Withholding tax is usually computed by annualizing taxable income, applying TRAIN’s graduated rates, then allocating tax across months. Your employer may use automated tables and mid-year adjustments, so small differences vs. this estimator are normal.

If you need the tax component alone, use the withholding tax calculator after you know taxable income assumptions.

Step-by-step example (illustrative)

Suppose your gross is ₱30,000/month. A simplified educational walkthrough might look like this:

  1. Look up SSS employee share from the MSC bracket that matches your salary.
  2. Compute PhilHealth employee share using the premium rules in effect for the year (percentage × basis, subject to floors/ceilings).
  3. Apply Pag-IBIG employee contribution rules (often 2% with a common cap for many employees).
  4. Subtract those three from gross to approach taxable monthly compensation for withholding (exact payroll definitions can vary).
  5. Annualize taxable income, compute annual tax under TRAIN, divide by 12 for monthly withholding.
  6. Subtract withholding from the post-contribution remainder to estimate net pay.

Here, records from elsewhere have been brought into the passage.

use serde::{Deserialize, Serialize};
use std::collections::BTreeMap;

/// Relative accuracy of quantile estimates (1%)
pub const DEFAULT_RELATIVE_ACCURACY: f64 = 0.01;

/// Values at or below this land in the zero bucket
const MIN_INDEXABLE_VALUE: f64 = 1e-6;

/// Mergeable quantile sketch over logarithmic buckets
///
/// Each bucket `i` covers `(gamma^(i-1), gamma^i]` with
/// `gamma = (1 + a) / (1 - a)`, so any estimate is within relative error `a`
/// of a value actually inserted. Bucket counts are plain sums, which makes the
/// sketch independent of insertion order and safe to merge.
///
/// # Examples
///
/// ```
/// use processor::aggregation::LatencySketch;
///
/// let mut sketch = LatencySketch::default();
/// for latency in [100.0, 200.0, 300.0] {
///     sketch.insert(latency);
/// }
/// let p50 = sketch.quantile(0.5).unwrap();
/// assert!((p50 - 200.0).abs() / 200.0 <= 0.01);
/// ```
#[derive(Debug, Clone, PartialEq, Serialize, Deserialize)]
pub struct LatencySketch {
    relative_accuracy: f64,
    zero_count: u64,
    bins: BTreeMap<i32, u64>,
    count: u64,
}

impl LatencySketch {
    pub fn new(relative_accuracy: f64) -> Self {
        let relative_accuracy = if relative_accuracy > 0.0 && relative_accuracy < 1.0 {
            relative_accuracy
        } else {
            DEFAULT_RELATIVE_ACCURACY
        };
        Self {
            relative_accuracy,
            zero_count: 0,
            bins: BTreeMap::new(),
            count: 0,
        }
    }

    fn gamma(&self) -> f64 {
        (1.0 + self.relative_accuracy) / (1.0 - self.relative_accuracy)
    }

    fn index(&self, value: f64) -> i32 {
        (value.ln() / self.gamma().ln()).ceil() as i32
    }

    fn bucket_value(&self, index: i32) -> f64 {
        let gamma = self.gamma();
        2.0 * gamma.powi(index) / (gamma + 1.0)
    }

    /// Adds one observation; non-finite and negative values are ignored
    pub fn insert(&mut self, value: f64) {
        if !value.is_finite() || value < 0.0 {
            return;
        }
        if value <= MIN_INDEXABLE_VALUE {
            self.zero_count += 1;
        } else {
            *self.bins.entry(self.index(value)).or_insert(0) += 1;
        }
        self.count += 1;
    }

    /// Folds another sketch with the same accuracy into this one
    pub fn merge(&mut self, other: &LatencySketch) {
        debug_assert_eq!(self.relative_accuracy, other.relative_accuracy);
        self.zero_count += other.zero_count;
        for (index, count) in &other.bins {
            *self.bins.entry(*index).or_insert(0) += count;
        }
        self.count += other.count;
    }

    /// Estimated value at quantile `q` in `[0, 1]`, using rank `q * (count - 1)`
    pub fn quantile(&self, q: f64) -> Option<f64> {
        if self.count == 0 {
            return None;
        }
        let rank = q.clamp(0.0, 1.0) * (self.count - 1) as f64;

        let mut seen = self.zero_count;
        if seen as f64 > rank {
            return Some(0.0);
        }
        for (index, count) in &self.bins {
            seen += count;
            if seen as f64 > rank {
                return Some(self.bucket_value(*index));
            }
        }
        // rounding can leave rank at count - 1; answer with the top bucket
        self.bins
            .keys()
            .next_back()
            .map(|index| self.bucket_value(*index))
    }

    pub fn count(&self) -> u64 {
        self.count
    }

    pub fn is_empty(&self) -> bool {
        self.count == 0
    }

    pub fn bucket_count(&self) -> usize {
        self.bins.len() + usize::from(self.zero_count > 0)
    }
}

impl Default for LatencySketch {
    fn default() -> Self {
        Self::new(DEFAULT_RELATIVE_ACCURACY)
    }
}

#[cfg(test)]
mod tests {
    use super::*;
    use rand::rngs::StdRng;
    use rand::seq::SliceRandom;
    use rand::{Rng, SeedableRng};

    fn within(estimate: f64, expected: f64, tolerance: f64) -> bool {
        (estimate - expected).abs() <= expected * tolerance
    }

    #[test]
    fn test_empty_sketch() {
        let sketch = LatencySketch::default();
        assert!(sketch.is_empty());
        assert_eq!(sketch.quantile(0.5), None);
    }

    #[test]
    fn test_three_values_median() {
        let mut sketch = LatencySketch::default();
        for v in [100.0, 200.0, 300.0] {
            sketch.insert(v);
        }
        assert_eq!(sketch.count(), 3);
        assert!(within(sketch.quantile(0.0).unwrap(), 100.0, 0.01));
        assert!(within(sketch.quantile(0.5).unwrap(), 200.0, 0.01));
        assert!(within(sketch.quantile(1.0).unwrap(), 300.0, 0.01));
    }

    #[test]
    fn test_relative_accuracy_on_uniform_data() {
        let mut rng = StdRng::seed_from_u64(42);
        let mut values: Vec<f64> = (0..10_000).map(|_| rng.gen_range(1.0..5_000.0)).collect();

        let mut sketch = LatencySketch::default();
        for v in &values {
            sketch.insert(*v);
        }
        values.sort_by(|a, b| a.partial_cmp(b).unwrap());

        for q in [0.5, 0.95, 0.99] {
            let rank = (q * (values.len() - 1) as f64).floor() as usize;
            let exact = values[rank];
            let estimate = sketch.quantile(q).unwrap();
            assert!(within(estimate, exact, 0.011), "q={q} exact={exact} estimate={estimate}");
        }
    }

    #[test]
    fn test_insertion_order_does_not_matter() {
        let mut rng = StdRng::seed_from_u64(9);
        let mut values: Vec<f64> = (0..500).map(|_| rng.gen_range(0.0..1_000.0)).collect();

        let mut forward = LatencySketch::default();
        values.iter().for_each(|v| forward.insert(*v));
        values.shuffle(&mut rng);
        let mut shuffled = LatencySketch::default();
        values.iter().for_each(|v| shuffled.insert(*v));

        assert_eq!(forward, shuffled);
    }

    #[test]
    fn test_merge_matches_single_sketch() {
        let mut all = LatencySketch::default();
        let mut left = LatencySketch::default();
        let mut right = LatencySketch::default();
        for i in 0..200 {
            let v = i as f64 * 3.5;
            all.insert(v);
            if i % 2 == 0 {
                left.insert(v);
            } else {
                right.insert(v);
            }
        }
        left.merge(&right);
        assert_eq!(left, all);
    }

    #[test]
    fn test_zero_and_invalid_values() {
        let mut sketch = LatencySketch::default();
        sketch.insert(0.0);
        sketch.insert(0.0);
        sketch.insert(f64::NAN);
        sketch.insert(-5.0);
        sketch.insert(50.0);
        assert_eq!(sketch.count(), 3);
        assert_eq!(sketch.quantile(0.5), Some(0.0));
        assert_eq!(sketch.bucket_count(), 2);
    }
}
//! Supervisor-owned session state

use ladb_core::{Phase, SessionStatus};
use ladb_daemon::ShellProcess;

/// Mutable state of one connect/pair/shell lifecycle.
///
/// Owned by the supervisor worker task and never shared; everything other
/// tasks see goes through the published [`SessionStatus`].
#[derive(Debug, Default)]
pub struct Session {
    pub phase: Phase,
    /// Present only while `Shelling`
    pub shell: Option<ShellProcess>,
    /// Port of the last connect that produced a shell, persisted
    pub last_connected_port: Option<u16>,
    /// Port typed in by the user
    pub manual_port: Option<u16>,
    /// Set for the duration of an orchestration or pairing attempt
    pub pairing_in_flight: bool,
    pub closed: bool,
}

impl Session {
    pub fn new(last_connected_port: Option<u16>) -> Self {
        Self {
            last_connected_port,
            ..Self::default()
        }
    }

    /// Port to connect to: last connected, then discovered, then manual.
    pub fn connect_port(&self, discovered: Option<u16>) -> Option<u16> {
        self.last_connected_port.or(discovered).or(self.manual_port)
    }

    /// A shell is attached or an attempt is under way.
    pub fn is_busy(&self) -> bool {
        self.pairing_in_flight || self.phase.is_orchestrating() || self.is_ready()
    }

    pub fn is_ready(&self) -> bool {
        self.phase == Phase::Shelling && self.shell.is_some()
    }

    pub fn status(&self) -> SessionStatus {
        SessionStatus {
            phase: self.phase,
            ready: self.is_ready(),
            closed: self.closed,
        }
    }
}

#[cfg(test)]
mod tests {
    use super::*;

    #[test]
    fn test_connect_port_priority() {
        let mut session = Session::new(None);
        assert_eq!(session.connect_port(None), None);

        session.manual_port = Some(3);
        assert_eq!(session.connect_port(None), Some(3));
        assert_eq!(session.connect_port(Some(2)), Some(2));

        session.last_connected_port = Some(1);
        assert_eq!(session.connect_port(Some(2)), Some(1));
    }

    #[test]
    fn test_status_not_ready_without_shell() {
        let mut session = Session::new(Some(40000));
        session.phase = Phase::Shelling;

        let status = session.status();
        assert_eq!(status.phase, Phase::Shelling);
        assert!(!status.ready);
        assert!(!status.closed);
    }

    #[test]
    fn test_busy_while_orchestrating_or_pairing() {
        let mut session = Session::new(None);
        assert!(!session.is_busy());

        session.phase = Phase::Connecting;
        assert!(session.is_busy());

        session.phase = Phase::NeedsPairing;
        assert!(!session.is_busy());

        session.pairing_in_flight = true;
        assert!(session.is_busy());
    }
}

The interactive calculator on this page performs these steps with the site’s current table assumptions — always compare to your official payslip and to issuer circulars.

Common mistakes

  • Using gross as if it were net for rent and loan affordability.
  • Forgetting that SSS/PhilHealth/Pag-IBIG have ceilings — deductions stop increasing after certain salary levels.
  • Assuming 13th month is always a separate “bonus net” — tax and payroll treatment can vary with totals and exemptions.
  • Ignoring employer-specific items: loans, tardiness, allowances, and de minimis benefits can change both taxable income and net cash.

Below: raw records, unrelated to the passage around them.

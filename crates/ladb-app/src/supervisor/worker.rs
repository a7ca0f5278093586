//! Supervisor worker task: sole owner of the session

use std::future::Future;
use std::sync::{Arc, Mutex};
use std::time::Instant;

use ladb_core::prelude::*;
use ladb_core::{InitResult, PairingRequest, Phase, SessionStatus};
use ladb_daemon::{select_device, Bridge, PortDiscovery, ShellExit, ShellInput, ShellProcess};
use tokio::sync::{mpsc, oneshot, watch};
use tokio::time::sleep;

use super::Control;
use crate::config::{save_preferences, AppPaths, Preferences, Settings};
use crate::debugging::DebugToggle;
use crate::output::OutputBuffer;
use crate::session::Session;

type ResetRx = mpsc::Receiver<oneshot::Sender<()>>;

/// Where an orchestration attempt begins.
#[derive(Debug, Clone, Copy, PartialEq, Eq)]
pub(super) enum Entry {
    /// Fresh start from `Idle` or a halt phase
    Full,
    /// After a shell death, following the cool-down
    Restart,
    /// Straight to `Connecting` (after pairing or with a manual port)
    Connect,
}

/// Outcome of one wait in the main loop.
enum Step {
    Reset(oneshot::Sender<()>),
    ShellExited(ShellExit),
    Control(Control),
    Shutdown,
}

pub(super) struct Worker<D> {
    settings: Settings,
    paths: AppPaths,
    bridge: Bridge,
    toggle: D,
    discovery: PortDiscovery,
    output: Arc<OutputBuffer>,
    prefs: Preferences,
    session: Session,
    status_tx: watch::Sender<SessionStatus>,
    /// Filled and emptied here; `send_command` only clones from it
    shell_input: Arc<Mutex<Option<ShellInput>>>,
    output_shutdown_tx: watch::Sender<bool>,
}
//! Bridge subcommands with bounded waits
//!
//! Each method spawns one `adb`-compatible subcommand through the shared
//! [`ProcessLauncher`]. Every wait used while connecting or pairing is bounded;
//! a process that outlives its limit is force-killed and reported as timed out.

use std::process::ExitStatus;
use std::sync::Arc;
use std::time::Duration;

use ladb_core::prelude::*;
use tokio::io::AsyncWriteExt;
use tokio::process::Child;
use tokio::time::timeout;

use crate::devices::{parse_device_list, DeviceSelection};
use crate::launcher::{ProcessLauncher, Redirect};
use crate::shell::ShellProcess;

/// Default timeout for the `devices` listing
const DEVICES_TIMEOUT: Duration = Duration::from_secs(30);

/// Bound on the `kill-server` that follows a pairing attempt
const POST_PAIR_KILL_TIMEOUT: Duration = Duration::from_secs(3);

/// Thin async wrapper around the bridge binary.
#[derive(Debug, Clone)]
pub struct Bridge {
    launcher: Arc<ProcessLauncher>,
}

impl Bridge {
    pub fn new(launcher: Arc<ProcessLauncher>) -> Self {
        Self { launcher }
    }

    pub fn launcher(&self) -> &ProcessLauncher {
        &self.launcher
    }

    /// `start-server`. Returns `false` when the limit elapsed.
    pub async fn start_server(&self, limit: Duration) -> Result<bool> {
        let child = self.launcher.bridge(&["start-server"], Redirect::Discard)?;
        Ok(wait_bounded(child, limit, "start-server").await?.is_some())
    }

    /// `connect <target>`. Returns `false` when the limit elapsed.
    ///
    /// The exit code is not inspected; whether the connect took effect is
    /// decided by the device listing that follows.
    pub async fn connect(&self, target: &str, limit: Duration) -> Result<bool> {
        let child = self
            .launcher
            .bridge(&["connect", target], Redirect::Discard)?;
        let status = wait_bounded(child, limit, "connect").await?;
        if let Some(status) = status {
            debug!("connect {} exited with {:?}", target, status.code());
        }
        Ok(status.is_some())
    }

    pub async fn disconnect(&self, limit: Duration) -> Result<bool> {
        let child = self.launcher.bridge(&["disconnect"], Redirect::Discard)?;
        Ok(wait_bounded(child, limit, "disconnect").await?.is_some())
    }

    pub async fn kill_server(&self, limit: Duration) -> Result<bool> {
        let child = self.launcher.bridge(&["kill-server"], Redirect::Discard)?;
        Ok(wait_bounded(child, limit, "kill-server").await?.is_some())
    }

    /// List attached device serials.
    pub async fn devices(&self) -> Result<Vec<String>> {
        let child = self.launcher.bridge(&["devices"], Redirect::Piped)?;

        let output = timeout(DEVICES_TIMEOUT, child.wait_with_output())
            .await
            .map_err(|_| Error::timeout("devices", DEVICES_TIMEOUT))??;

        let stdout = String::from_utf8_lossy(&output.stdout);
        debug!("devices stdout: {}", stdout);

        let devices = parse_device_list(&stdout);
        info!("Bridge lists {} device(s)", devices.len());
        Ok(devices)
    }

    /// `pair <target>`, feeding `code` on stdin after `settle`.
    ///
    /// Success is exit code 0 within `limit`. The pairing process is killed if
    /// it is still running, and the background server is stopped afterwards
    /// either way.
    pub async fn pair(
        &self,
        target: &str,
        code: &str,
        settle: Duration,
        limit: Duration,
    ) -> Result<bool> {
        let mut child = self.launcher.bridge(&["pair", target], Redirect::Output)?;

        tokio::time::sleep(settle).await;

        if let Some(mut stdin) = child.stdin.take() {
            let line = format!("{}\n", code);
            if let Err(e) = stdin.write_all(line.as_bytes()).await {
                warn!("Failed to write pairing code: {}", e);
            } else if let Err(e) = stdin.flush().await {
                warn!("Failed to flush pairing code: {}", e);
            }
        }

        let status = wait_bounded(child, limit, "pair").await?;

        if let Err(e) = self.kill_server(POST_PAIR_KILL_TIMEOUT).await {
            warn!("kill-server after pairing failed: {}", e);
        }

        let success = status.and_then(|s| s.code()) == Some(0);
        info!(
            "Pairing with {} was {}",
            target,
            if success { "successful" } else { "unsuccessful" }
        );
        Ok(success)
    }

    /// Spawn `[-s serial] shell` with output appended to the output buffer.
    pub fn spawn_shell(&self, selection: &DeviceSelection) -> Result<ShellProcess> {
        let child = self
            .launcher
            .bridge(selection.shell_args().as_slice(), Redirect::Output)?;
        ShellProcess::from_child(child)
    }

    /// Spawn a plain login shell without going through the bridge.
    pub fn spawn_local_shell(&self) -> Result<ShellProcess> {
        let child = self.launcher.shell(&["sh", "-l"], Redirect::Output)?;
        ShellProcess::from_child(child)
    }
}

/// Wait for `child` up to `limit`; kill it and return `None` on timeout.
async fn wait_bounded(
    mut child: Child,
    limit: Duration,
    operation: &'static str,
) -> Result<Option<ExitStatus>> {
    match timeout(limit, child.wait()).await {
        Ok(status) => Ok(Some(status?)),
        Err(_) => {
            warn!("{} did not finish within {:?}, killing it", operation, limit);
            if let Err(e) = child.kill().await {
                debug!("Failed to kill {}: {}", operation, e);
            }
            Ok(None)
        }
    }
}
//! Caller-side handle to the supervisor worker

use std::path::{Path, PathBuf};
use std::sync::{Arc, Mutex};

use ladb_core::prelude::*;
use ladb_core::{InitResult, PairingRequest, SessionStatus};
use ladb_daemon::ShellInput;
use tokio::sync::{mpsc, oneshot, watch};

use super::Control;
use crate::output::OutputBuffer;

/// Cloneable handle for driving and observing the supervisor.
///
/// Queries read published state and return immediately. Requests that need
/// the worker wait only for its reply.
#[derive(Debug, Clone)]
pub struct SupervisorHandle {
    control_tx: mpsc::Sender<Control>,
    reset_tx: mpsc::Sender<oneshot::Sender<()>>,
    status_rx: watch::Receiver<SessionStatus>,
    output_rx: watch::Receiver<String>,
    shell_input: Arc<Mutex<Option<ShellInput>>>,
    output: Arc<OutputBuffer>,
    script_path: PathBuf,
    /// Held for the duration of one pairing attempt
    pair_lock: Arc<tokio::sync::Mutex<()>>,
}

impl SupervisorHandle {
    pub(super) fn new(
        control_tx: mpsc::Sender<Control>,
        reset_tx: mpsc::Sender<oneshot::Sender<()>>,
        status_rx: watch::Receiver<SessionStatus>,
        output_rx: watch::Receiver<String>,
        shell_input: Arc<Mutex<Option<ShellInput>>>,
        output: Arc<OutputBuffer>,
        script_path: PathBuf,
    ) -> Self {
        Self {
            control_tx,
            reset_tx,
            status_rx,
            output_rx,
            shell_input,
            output,
            script_path,
            pair_lock: Arc::new(tokio::sync::Mutex::new(())),
        }
    }

    /// Start the handshake.
    ///
    /// Answers `Success` straight away when a shell is attached or an attempt
    /// is already running, and `Failure` once the session is closed.
    pub async fn start(&self) -> InitResult {
        let status = self.status();
        if status.closed {
            return InitResult::Failure;
        }
        if status.ready || status.phase.is_orchestrating() {
            return InitResult::Success;
        }

        let (reply, rx) = oneshot::channel();
        if self.control_tx.send(Control::Start { reply }).await.is_err() {
            return InitResult::Failure;
        }
        rx.await.unwrap_or(InitResult::Failure)
    }

    /// Pair using the code shown on-device.
    ///
    /// On success the supervisor goes on to connect; watch the status for the
    /// outcome. Only one attempt may be in flight.
    pub async fn pair(&self, request: PairingRequest) -> Result<bool> {
        let _guard = self
            .pair_lock
            .try_lock()
            .map_err(|_| Error::PairingInFlight)?;

        let (reply, rx) = oneshot::channel();
        self.control_tx
            .send(Control::Pair { request, reply })
            .await
            .map_err(|_| Error::ChannelClosed)?;
        rx.await.map_err(|_| Error::ChannelClosed)?
    }

    /// Connect with the port shown on the device's wireless debugging screen.
    pub async fn resume_with_port(&self, port: u16) -> InitResult {
        let (reply, rx) = oneshot::channel();
        if self
            .control_tx
            .send(Control::ResumeWithPort { port, reply })
            .await
            .is_err()
        {
            return InitResult::Failure;
        }
        rx.await.unwrap_or(InitResult::Failure)
    }

    /// Send one line to the shell.
    ///
    /// Returns `false` without writing anything when no shell is attached.
    pub async fn send_command(&self, command: &str) -> bool {
        let input = self
            .shell_input
            .lock()
            .unwrap_or_else(|poisoned| poisoned.into_inner())
            .clone();

        let Some(input) = input else {
            debug!("No shell attached, dropping command");
            return false;
        };

        match input.send(command).await {
            Ok(()) => true,
            Err(e) => {
                debug!("Shell input closed: {}", e);
                false
            }
        }
    }

    /// Write `script` to the script file and run it in the shell.
    pub async fn run_script(&self, script: &str) -> Result<bool> {
        if let Some(parent) = self.script_path.parent() {
            tokio::fs::create_dir_all(parent).await?;
        }
        tokio::fs::write(&self.script_path, script).await?;
        Ok(self
            .send_command(&format!("sh {}", self.script_path.display()))
            .await)
    }

    /// Hard-reset the session. Returns once the worker has finished.
    pub async fn reset(&self) -> Result<()> {
        let (ack, rx) = oneshot::channel();
        if self.reset_tx.send(ack).await.is_err() {
            debug!("Supervisor already stopped, nothing to reset");
            return Ok(());
        }
        rx.await.map_err(|_| Error::ChannelClosed)
    }

    pub fn clear_output(&self) -> Result<()> {
        self.output.clear()
    }

    pub fn status(&self) -> SessionStatus {
        *self.status_rx.borrow()
    }

    pub fn subscribe_status(&self) -> watch::Receiver<SessionStatus> {
        self.status_rx.clone()
    }

    pub fn subscribe_output(&self) -> watch::Receiver<String> {
        self.output_rx.clone()
    }

    /// Latest published output tail.
    pub fn output_snapshot(&self) -> String {
        self.output_rx.borrow().clone()
    }

    pub fn script_path(&self) -> &Path {
        &self.script_path
    }
}
async fn wait_for_output(handle: &SupervisorHandle, needle: &str) -> String {
    let mut rx = handle.subscribe_output();
    let text = timeout(WAIT, rx.wait_for(|text| text.contains(needle)))
        .await
        .unwrap_or_else(|_| panic!("timed out waiting for output {:?}", needle))
        .expect("output channel closed")
        .clone();
    text
}

/// Poll a condition the supervisor can't signal, such as fake bridge calls
/// logged by a child process.
async fn wait_until(mut condition: impl FnMut() -> bool, what: &str) {
    timeout(WAIT, async {
        while !condition() {
            tokio::time::sleep(Duration::from_millis(10)).await;
        }
    })
    .await
    .unwrap_or_else(|_| panic!("timed out waiting for {}", what));
}

fn shell_spawns(calls: &[String]) -> usize {
    calls.iter().filter(|call| call.ends_with("shell")).count()
}

#[tokio::test]
#[serial]
async fn test_spawn_creates_working_dirs() {
    let fixture = Fixture::new();
    assert!(!fixture.paths.files_dir.exists());

    let _handle = fixture.spawn(fast_settings(), no_discovery());

    assert!(fixture.paths.files_dir.is_dir());
    assert!(fixture.paths.cache_dir.is_dir());
}

#[tokio::test]
#[serial]
async fn test_send_command_without_shell_is_noop() {
    let fixture = Fixture::new();
    let handle = fixture.spawn(fast_settings(), no_discovery());

    assert!(!handle.send_command("echo nobody home").await);
    assert_eq!(handle.status(), SessionStatus::default());
    assert!(fixture.calls().is_empty());
}

#[tokio::test]
#[serial]
async fn test_unpaired_device_needs_pairing() {
    let fixture = Fixture::new();
    let handle = fixture.spawn(fast_settings(), no_discovery());

    assert_eq!(handle.start().await, InitResult::NeedsPairing);
    assert_eq!(handle.status().phase, Phase::NeedsPairing);
    assert!(fixture.calls().is_empty());
}

#[tokio::test]
#[serial]
async fn test_no_port_needs_port_then_resume_connects() {
    let fixture = Fixture::new();
    fixture.seed_prefs(true, None);
    set_fake_devices(&fixture.bin_dir, &["localhost:37000"]);
    let handle = fixture.spawn(fast_settings(), no_discovery());

    assert_eq!(handle.start().await, InitResult::NeedsPort);
    assert_eq!(handle.status().phase, Phase::NeedsPort);
    wait_for_output(&handle, "No debug port found").await;

    assert_eq!(handle.resume_with_port(37000).await, InitResult::Success);
    let status = handle.status();
    assert_eq!(status.phase, Phase::Shelling);
    assert!(status.ready);

    assert!(fixture
        .calls()
        .contains(&"connect localhost:37000".to_string()));
    assert_eq!(fixture.prefs().last_connected_port, Some(37000));
    wait_for_output(&handle, "Entered adb shell").await;
}
//! # ladb-app - Connection Supervisor
//!
//! Session orchestration for LADB: configuration, persisted preferences, the
//! output transcript and its tailing bridge, the debug toggle seam and the
//! supervisor that turns the multi-step bridge handshake into one observable
//! ready/not-ready session.
//!
//! Depends on [`ladb_core`] for domain types and [`ladb_daemon`] for the
//! bridge, shell and discovery plumbing.
//!
//! ## Public API
//!
//! ### Supervisor
//! - [`supervisor::spawn()`] - Start the worker and output poller
//! - [`SupervisorHandle`] - `start`, `pair`, `resume_with_port`, `send_command`,
//!   `run_script`, `reset` and the status/output subscriptions
//! - [`start_discovery()`] - Start mDNS port discovery from settings
//!
//! ### Output
//! - [`OutputBuffer`] - Append-only transcript file
//! - [`OutputBridge`] - Polls the transcript tail and publishes changes
//!
//! ### Configuration (`config`)
//! - [`Settings`] - `config.toml`
//! - [`Preferences`] - `state.toml`
//! - [`AppPaths`] - Data directory layout
//!
//! ### Debugging
//! - [`DebugToggle`] - Wireless debugging switch, [`PlatformToggle`] in production

pub mod config;
pub mod debugging;
pub mod output;
pub mod session;
pub mod supervisor;

pub use config::{AppPaths, Preferences, Settings};
pub use debugging::{DebugToggle, PlatformToggle};
pub use output::{OutputBridge, OutputBuffer};
pub use session::Session;
pub use supervisor::{start_discovery, SupervisorHandle};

References (verify on official sources)

Tax brackets follow RA 10963 (TRAIN Law). Contribution and premium logic should be checked against each agency's current circulars.

Salary Calculator FAQs

How is income tax computed in the Philippines?
Under the TRAIN Law (RA 10963), employees earning up to ₱250,000/year are tax-exempt. Above that, progressive rates from 15% to 35% apply on the excess. The tax is first computed annually on your taxable income (after SSS, PhilHealth, and Pag-IBIG deductions), then divided by 12 for your monthly withholding.
How much is the SSS contribution?
SSS contribution is based on your Monthly Salary Credit (MSC). Under the final RA 11199 schedule, the employee share is 5% of MSC (MSC runs from ₱5,000 to ₱35,000), so the maximum employee share is ₱1,750/month at the top MSC.
What is the PhilHealth contribution rate?
PhilHealth premium is 5% of your basic monthly salary (as of 2024), split 50/50 between employee and employer. The employee pays 2.5%, with a minimum of ₱250 and a maximum of ₱2,500 per month.
How much is Pag-IBIG contribution?
Pag-IBIG (HDMF) employee contribution is 2% of monthly salary, but capped at ₱100/month. For salaries of ₱1,500 or below, the rate is 1%. The employer also contributes ₱100/month.
Is the 13th month pay taxable in the Philippines?
The 13th month pay and other bonuses are tax-exempt up to ₱90,000 per year under the TRAIN Law. Any excess above ₱90,000 is subject to income tax.
Does this calculator work for self-employed individuals?
The calculator provides an estimate for self-employed individuals, but note that their tax computation differs (quarterly tax filings using BIR Form 1701Q). Self-employed individuals also contribute to SSS and PhilHealth at different rates. Consult a CPA for accurate self-employed tax computation.